One possible explanation for the poor correlation may be owing to the methods used by the two systems to acquire radial artery waveforms. In the SphygmoCor system, a micromanometer-tipped probe is handheld and can be used like a pen. Therefore, the operator can make delicate movements and make adjustments during measurements. In contrast to the SphygmoCor system, the instruments in the Gaon system are probes fixed to a side stand, which only allows for vertical movement. These technical differences in measuring the radial artery waveform could have resulted in differences in the estimated central cardiovascular parameters. However, the correlation between central BP measurements was quite clear. Therefore, this hypothesis likely does not explain these selective differences among the parameters. In addition, the sequence of the measurements, using the Sphymocor system first and then the Gaon system, could have affected the absolute value of the measurement. However, the correlation between the devices still remains significant.

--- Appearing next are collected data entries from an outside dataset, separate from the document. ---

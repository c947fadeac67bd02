//! Common utilities shared across examples.

#![allow(dead_code)]

use ironfast::prelude::ContextConfig;
use std::env;

/// Default number of messages to generate.
pub const DEFAULT_MESSAGES: usize = 1_000;

/// Example configuration loaded from environment variables.
#[derive(Debug, Clone)]
pub struct ExampleConfig {
    /// Number of messages to generate.
    pub messages: usize,
    /// Instruments to cycle through.
    pub symbols: Vec<String>,
    /// Codec configuration shared by encoder and decoder.
    pub context: ContextConfig,
}

impl ExampleConfig {
    /// Loads the configuration from `FAST_MESSAGES`, `FAST_SYMBOLS` and
    /// `FAST_MAX_MESSAGE_SIZE`.
    #[must_use]
    pub fn from_env() -> Self {
        let messages = env::var("FAST_MESSAGES")
            .ok()
            .and_then(|m| m.parse().ok())
            .unwrap_or(DEFAULT_MESSAGES);
        let symbols = env::var("FAST_SYMBOLS")
            .map(|s| s.split(',').map(str::to_string).collect())
            .unwrap_or_else(|_| vec!["ESZ6".to_string(), "NQZ6".to_string()]);
        let mut context = ContextConfig::default();
        if let Some(size) = env::var("FAST_MAX_MESSAGE_SIZE")
            .ok()
            .and_then(|s| s.parse().ok())
        {
            context = context.with_max_message_size(size);
        }

        Self {
            messages,
            symbols,
            context,
        }
    }
}

/// Initializes logging for examples.
pub fn init_logging() {
    let _ = tracing_subscriber::fmt()
        .with_env_filter(
            tracing_subscriber::EnvFilter::from_default_env()
                .add_directive(tracing::Level::INFO.into()),
        )
        .try_init();
}

/// Formats bytes as upper-case hex.
pub fn wire_hex(bytes: &[u8]) -> String {
    hex::encode_upper(bytes)
}
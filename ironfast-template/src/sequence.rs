/******************************************************************************
   Author: Joaquín Béjar García
   Email: jb@taunais.com
   Date: 27/1/26
******************************************************************************/

//! Sequences: a length field followed by that many group elements.

use crate::context::Context;
use crate::field::{Field, FieldHeader};
use crate::group::Group;
use crate::operators::Operator;
use crate::scalar::Scalar;
use crate::types::FastType;
use crate::value::SequenceValue;
use bytes::Buf;
use ironfast_codec::{PresenceMapBuilder, PresenceMapReader};
use ironfast_core::{FastError, QName, Result, ScalarValue};

/// A repeated group preceded by its element count.
#[derive(Debug, Clone, PartialEq, Eq, Hash)]
pub struct Sequence {
    header: FieldHeader,
    length: Scalar,
    group: Group,
}

impl Sequence {
    /// Creates a sequence with an implicit `u32` length field.
    ///
    /// # Errors
    /// Returns an error if the length field cannot be built.
    pub fn new(name: impl Into<QName>, fields: Vec<Field>, optional: bool) -> Result<Self> {
        let name = name.into();
        let length_name = QName::with_namespace(
            name.namespace(),
            format!("{}Length", name.name()),
        );
        let length = Scalar::new(length_name, FastType::U32, Operator::None, None, optional)?;
        Ok(Self::with_length(name, length, fields))
    }

    /// Creates a sequence with an explicit length field.
    ///
    /// The length field's optionality decides whether the sequence may be
    /// absent.
    #[must_use]
    pub fn with_length(name: impl Into<QName>, length: Scalar, fields: Vec<Field>) -> Self {
        let name = name.into();
        let optional = length.header().is_optional();
        Self {
            group: Group::new(name.clone(), fields, false),
            header: FieldHeader::new(name, optional),
            length,
        }
    }

    /// Returns the sequence header.
    #[must_use]
    pub const fn header(&self) -> &FieldHeader {
        &self.header
    }

    /// Returns the sequence header for editing.
    pub fn header_mut(&mut self) -> &mut FieldHeader {
        &mut self.header
    }

    /// Returns the length field.
    #[must_use]
    pub const fn length(&self) -> &Scalar {
        &self.length
    }

    /// Returns the element group.
    #[must_use]
    pub const fn group(&self) -> &Group {
        &self.group
    }

    /// Returns true if the length field takes a presence bit.
    #[must_use]
    pub const fn uses_presence_map_bit(&self) -> bool {
        self.length.uses_presence_map_bit()
    }

    /// Encodes the length and then each element.
    ///
    /// # Errors
    /// Returns `FastError::MissingMandatoryField` for a mandatory sequence
    /// without a value, `FastError::ValueOutOfRange` when the element count
    /// does not fit in `u32`, or the first error raised by an element.
    pub fn encode(
        &self,
        value: Option<&SequenceValue>,
        template: &Group,
        context: &mut Context,
        pmap: &mut PresenceMapBuilder,
    ) -> Result<Vec<u8>> {
        let length = value.map(|v| ScalarValue::Integer(i64::try_from(v.len()).unwrap_or(i64::MAX)));
        let mut out = self
            .length
            .encode(length.as_ref(), template, context, pmap)?;

        if let Some(value) = value {
            for element in value.iter() {
                let bytes = self.group.encode(Some(element), template, context, pmap)?;
                out.extend_from_slice(&bytes);
            }
        }
        Ok(out)
    }

    /// Decodes the length and then each element.
    ///
    /// # Errors
    /// Returns `FastError::SequenceTooLong` when the length exceeds the
    /// context's limit, or the first error raised by an element.
    pub fn decode(
        &self,
        input: &mut impl Buf,
        template: &Group,
        context: &mut Context,
        pmap: &mut PresenceMapReader,
    ) -> Result<Option<SequenceValue>> {
        let Some(length) = self.length.decode(input, template, context, pmap)? else {
            return Ok(None);
        };
        let length = length
            .as_i64()
            .and_then(|l| u32::try_from(l).ok())
            .ok_or(FastError::TypeMismatch {
                expected: "u32",
                actual: length.kind(),
            })?;
        let max = context.config().max_sequence_length;
        if length > max {
            return Err(FastError::SequenceTooLong { length, max });
        }

        let mut elements = SequenceValue::new();
        for _ in 0..length {
            let element = self
                .group
                .decode(input, template, context, pmap)?
                .ok_or_else(|| FastError::MissingMandatoryField {
                    name: self.group.name().to_string(),
                })?;
            elements.push(element);
        }
        Ok(Some(elements))
    }

    pub(crate) fn attach_to_template(&mut self, template: &QName) -> Result<()> {
        self.header.attach_to_template(template)?;
        self.length.header_mut().attach_to_template(template)?;
        self.group.attach_to_template(template)
    }

    pub(crate) fn attach_to_context(&mut self) -> Result<()> {
        self.header.attach_to_context()?;
        self.length.header_mut().attach_to_context()?;
        self.group.attach_to_context()
    }
}

#[cfg(test)]
mod tests {
    use super::*;
    use crate::context::ContextConfig;
    use crate::value::GroupValue;

    fn entries() -> Sequence {
        let price = Scalar::new("px", FastType::I64, Operator::Delta, None, false).unwrap();
        let size = Scalar::new("sz", FastType::U32, Operator::Copy, None, false).unwrap();
        Sequence::new("entries", vec![price.into(), size.into()], true).unwrap()
    }

    fn element(px: i64, sz: i64) -> GroupValue {
        let mut value = GroupValue::new(2);
        value.set(0, px);
        value.set(1, sz);
        value
    }

    #[test]
    fn test_implicit_length_field() {
        let sequence = entries();
        assert_eq!(sequence.length().header().name(), &QName::new("entriesLength"));
        assert_eq!(sequence.length().fast_type(), FastType::U32);
        assert!(sequence.header().is_optional());
        assert!(!sequence.uses_presence_map_bit());
    }

    #[test]
    fn test_round_trip() {
        let sequence = entries();
        let template = Group::new("t", Vec::new(), false);
        let value: SequenceValue = vec![element(100, 5), element(101, 5), element(99, 7)].into();

        let mut ctx = Context::new();
        let mut pmap = PresenceMapBuilder::new();
        let bytes = sequence
            .encode(Some(&value), &template, &mut ctx, &mut pmap)
            .unwrap();
        // Nullable length 3 is sent as 4.
        assert_eq!(bytes[0], 0x84);
        assert!(pmap.is_empty());

        let mut ctx = Context::new();
        let mut reader = PresenceMapReader::default();
        let mut input = bytes.as_slice();
        let decoded = sequence
            .decode(&mut input, &template, &mut ctx, &mut reader)
            .unwrap();
        assert_eq!(decoded, Some(value));
        assert!(input.is_empty());
    }

    #[test]
    fn test_absent_sequence() {
        let sequence = entries();
        let template = Group::new("t", Vec::new(), false);
        let mut ctx = Context::new();
        let bytes = sequence
            .encode(None, &template, &mut ctx, &mut PresenceMapBuilder::new())
            .unwrap();
        assert_eq!(bytes, vec![0x80]);

        let mut input = bytes.as_slice();
        let decoded = sequence
            .decode(&mut input, &template, &mut ctx, &mut PresenceMapReader::default())
            .unwrap();
        assert_eq!(decoded, None);
    }

    #[test]
    fn test_length_limit() {
        let sequence = entries();
        let template = Group::new("t", Vec::new(), false);
        let mut ctx = Context::with_config(ContextConfig::new().with_max_sequence_length(2));
        // Nullable length 3.
        let mut input: &[u8] = &[0x84];
        let err = sequence
            .decode(&mut input, &template, &mut ctx, &mut PresenceMapReader::default())
            .unwrap_err();
        assert_eq!(err, FastError::SequenceTooLong { length: 3, max: 2 });
    }
}
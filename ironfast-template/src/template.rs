/******************************************************************************
   Author: Joaquín Béjar García
   Email: jb@taunais.com
   Date: 27/1/26
******************************************************************************/

//! Message templates and messages.
//!
//! This module provides:
//! - [`MessageTemplate`]: A numbered top-level group; building one attaches its fields
//! - [`TemplateRegistry`]: Templates indexed by id and by name
//! - [`Message`]: Field values addressed to one template

use crate::context::Context;
use crate::field::Field;
use crate::group::Group;
use crate::value::{FieldValue, GroupValue};
use bytes::Buf;
use ironfast_codec::{PresenceMapBuilder, PresenceMapReader};
use ironfast_core::{FastError, QName, Result};
use std::collections::HashMap;

/// A template: the field layout of one kind of message.
///
/// Templates are not `Clone`: their fields belong to them. Build a fresh
/// template for each encoder or decoder that needs it.
#[derive(Debug, PartialEq, Eq)]
pub struct MessageTemplate {
    id: u32,
    group: Group,
}

impl MessageTemplate {
    /// Creates a template and attaches every field to it.
    ///
    /// # Errors
    /// Returns `FastError::AlreadyAttachedToTemplate` if a field already
    /// belongs to another template.
    pub fn new(name: impl Into<QName>, id: u32, fields: Vec<Field>) -> Result<Self> {
        Self::from_group(id, Group::new(name, fields, false))
    }

    /// Creates a template from a prepared group, such as one carrying a type
    /// reference.
    ///
    /// # Errors
    /// See [`MessageTemplate::new`].
    pub fn from_group(id: u32, mut group: Group) -> Result<Self> {
        let name = group.name().clone();
        group.attach_fields_to_template(&name)?;
        Ok(Self { id, group })
    }

    /// Returns the template id.
    #[must_use]
    pub const fn id(&self) -> u32 {
        self.id
    }

    /// Returns the template name.
    #[must_use]
    pub const fn name(&self) -> &QName {
        self.group.name()
    }

    /// Returns the top-level group.
    #[must_use]
    pub const fn group(&self) -> &Group {
        &self.group
    }

    /// Returns the top-level fields.
    #[must_use]
    pub fn fields(&self) -> &[Field] {
        self.group.fields()
    }

    /// Returns the position of the top-level field named `name`.
    #[must_use]
    pub fn field_index(&self, name: &str) -> Option<usize> {
        self.group.field_index(name)
    }

    /// Creates an empty message for this template.
    #[must_use]
    pub fn new_message(&self) -> Message {
        Message::new(self.id, self.group.len())
    }

    pub(crate) fn attach_to_context(&mut self) -> Result<()> {
        self.group.attach_fields_to_context()
    }

    /// Encodes the fields of a message, appending presence bits to `pmap`.
    ///
    /// # Errors
    /// Returns the first field error.
    pub fn encode(
        &self,
        fields: &GroupValue,
        context: &mut Context,
        pmap: &mut PresenceMapBuilder,
    ) -> Result<Vec<u8>> {
        self.group.encode_fields(fields, &self.group, context, pmap)
    }

    /// Decodes the fields of a message, reading presence bits from `pmap`.
    ///
    /// # Errors
    /// Returns the first field error.
    pub fn decode(
        &self,
        input: &mut impl Buf,
        context: &mut Context,
        pmap: &mut PresenceMapReader,
    ) -> Result<GroupValue> {
        self.group.decode_fields(input, &self.group, context, pmap)
    }
}

/// Templates known to an encoder or decoder.
#[derive(Debug, Default)]
pub struct TemplateRegistry {
    by_id: HashMap<u32, MessageTemplate>,
    ids_by_name: HashMap<QName, u32>,
}

impl TemplateRegistry {
    /// Creates an empty registry.
    #[must_use]
    pub fn new() -> Self {
        Self::default()
    }

    /// Adds a template, replacing any template with the same id.
    pub fn register(&mut self, template: MessageTemplate) {
        let id = template.id();
        if let Some(previous) = self.by_id.remove(&id) {
            if self.ids_by_name.get(previous.name()) == Some(&id) {
                self.ids_by_name.remove(previous.name());
            }
        }
        self.ids_by_name.insert(template.name().clone(), id);
        self.by_id.insert(id, template);
    }

    /// Returns the template with the given id.
    #[must_use]
    pub fn get(&self, id: u32) -> Option<&MessageTemplate> {
        self.by_id.get(&id)
    }

    /// Returns the template with the given name.
    #[must_use]
    pub fn get_by_name(&self, name: &QName) -> Option<&MessageTemplate> {
        self.ids_by_name.get(name).and_then(|id| self.by_id.get(id))
    }

    /// Returns true if a template with the id is registered.
    #[must_use]
    pub fn contains(&self, id: u32) -> bool {
        self.by_id.contains_key(&id)
    }

    /// Returns the number of templates.
    #[must_use]
    pub fn len(&self) -> usize {
        self.by_id.len()
    }

    /// Returns true if no template is registered.
    #[must_use]
    pub fn is_empty(&self) -> bool {
        self.by_id.is_empty()
    }

    /// Returns the registered ids in ascending order.
    #[must_use]
    pub fn ids(&self) -> Vec<u32> {
        let mut ids: Vec<u32> = self.by_id.keys().copied().collect();
        ids.sort_unstable();
        ids
    }
}

/// A decoded or to-be-encoded message.
#[derive(Debug, Clone, PartialEq, Eq)]
pub struct Message {
    template_id: u32,
    fields: GroupValue,
}

impl Message {
    /// Creates a message with `len` absent fields.
    #[must_use]
    pub fn new(template_id: u32, len: usize) -> Self {
        Self {
            template_id,
            fields: GroupValue::new(len),
        }
    }

    /// Creates a message from field values.
    #[must_use]
    pub const fn with_fields(template_id: u32, fields: GroupValue) -> Self {
        Self {
            template_id,
            fields,
        }
    }

    /// Returns the template id.
    #[must_use]
    pub const fn template_id(&self) -> u32 {
        self.template_id
    }

    /// Returns the field values.
    #[must_use]
    pub const fn fields(&self) -> &GroupValue {
        &self.fields
    }

    /// Returns the field values for editing.
    pub fn fields_mut(&mut self) -> &mut GroupValue {
        &mut self.fields
    }

    /// Returns the value at `index`.
    #[must_use]
    pub fn get(&self, index: usize) -> Option<&FieldValue> {
        self.fields.get(index)
    }

    /// Sets the value at `index`.
    pub fn set(&mut self, index: usize, value: impl Into<FieldValue>) {
        self.fields.set(index, value);
    }

    /// Returns the value of the field named `name`.
    #[must_use]
    pub fn get_by_name(&self, template: &MessageTemplate, name: &str) -> Option<&FieldValue> {
        template
            .field_index(name)
            .and_then(|index| self.fields.get(index))
    }

    /// Sets the value of the field named `name`.
    ///
    /// # Errors
    /// Returns `FastError::UnknownField` if the template has no such field.
    pub fn set_by_name(
        &mut self,
        template: &MessageTemplate,
        name: &str,
        value: impl Into<FieldValue>,
    ) -> Result<()> {
        let index = template
            .field_index(name)
            .ok_or_else(|| FastError::UnknownField {
                template: template.name().clone(),
                name: name.to_string(),
            })?;
        self.fields.set(index, value);
        Ok(())
    }
}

Another explanation could be a difference in the level of difficulty in detecting the augmentation point.20 Both systems generate pressure waveforms using their individual transfer function, which is not fully correlated between the systems. These possible differences could have led to the detection of different augmentation points.

There could also be a fundamental inaccuracy in applanation tonometry itself for measuring the central cardiovascular parameters. During applanation tonometry, the flow is maintained throughout the entire cardiac cycle and in the compressed artery, which is applanated by the tonometer, the shape of the pulse curve is influenced by the Bernoulli effect. Different results could occur according to the measuring environment.21 However, the reproducibility of the central cardiovascular parameters22 estimated by the SphygmoCor system has already been confirmed,3 and thus this explanation is also likely to be insufficient for explaining the poor correlation between the parameters estimated by the two systems.

Although a large number of studies have assessed the association between central BP, very few studies have compared the central cardiovascular parameters estimated by a noninvasive radial tonometry method with an invasive method. This is in part due to the technical difficulty in acquiring a central pressure waveform. A study that compared the noninvasive estimation of pulse wave velocity with an invasive measurement demonstrated that the correlation coefficient was 0.8 and s.d. was 13.3 ms. Based on these results, the inherently low correlation between estimations could have resulted in large differences between the two systems because all of the central cardiovascular parameters were measured using similar methods for estimating pulse wave velocity, in principle.

In this study, while the correlation between cardiovascular parameters was generally weak, Aix@HR75 showed a comparatively higher correlation than ED (0.648) and SEVR (0.230). One explanation for this could be that arterial stiffness is closely related with central pressure, whereas ED and SEVR are affected not only by central pressure but also by various other cardiovascular risk factors, which makes it inadequate to estimate ED and SEVR by using only central pressure. Another explanation may be that ED and SEVR are such indirect indices, merely calculated by the devices that are not designed to measure them, that no significant correlation could be established.

In conclusion, between the two applantation tonometry devices, there was an excellent correlation and very low difference regarding CBP estimates. However, central cardiovascular parameters, including Aix, Aix@HR75, ED and SEVR, should be carefully interpreted by experienced clinicians. Further studies with a large sample size will be needed to validate the central cardiovascular parameters against invasive measurements to define which of the two is more appropriate for a clinical practice.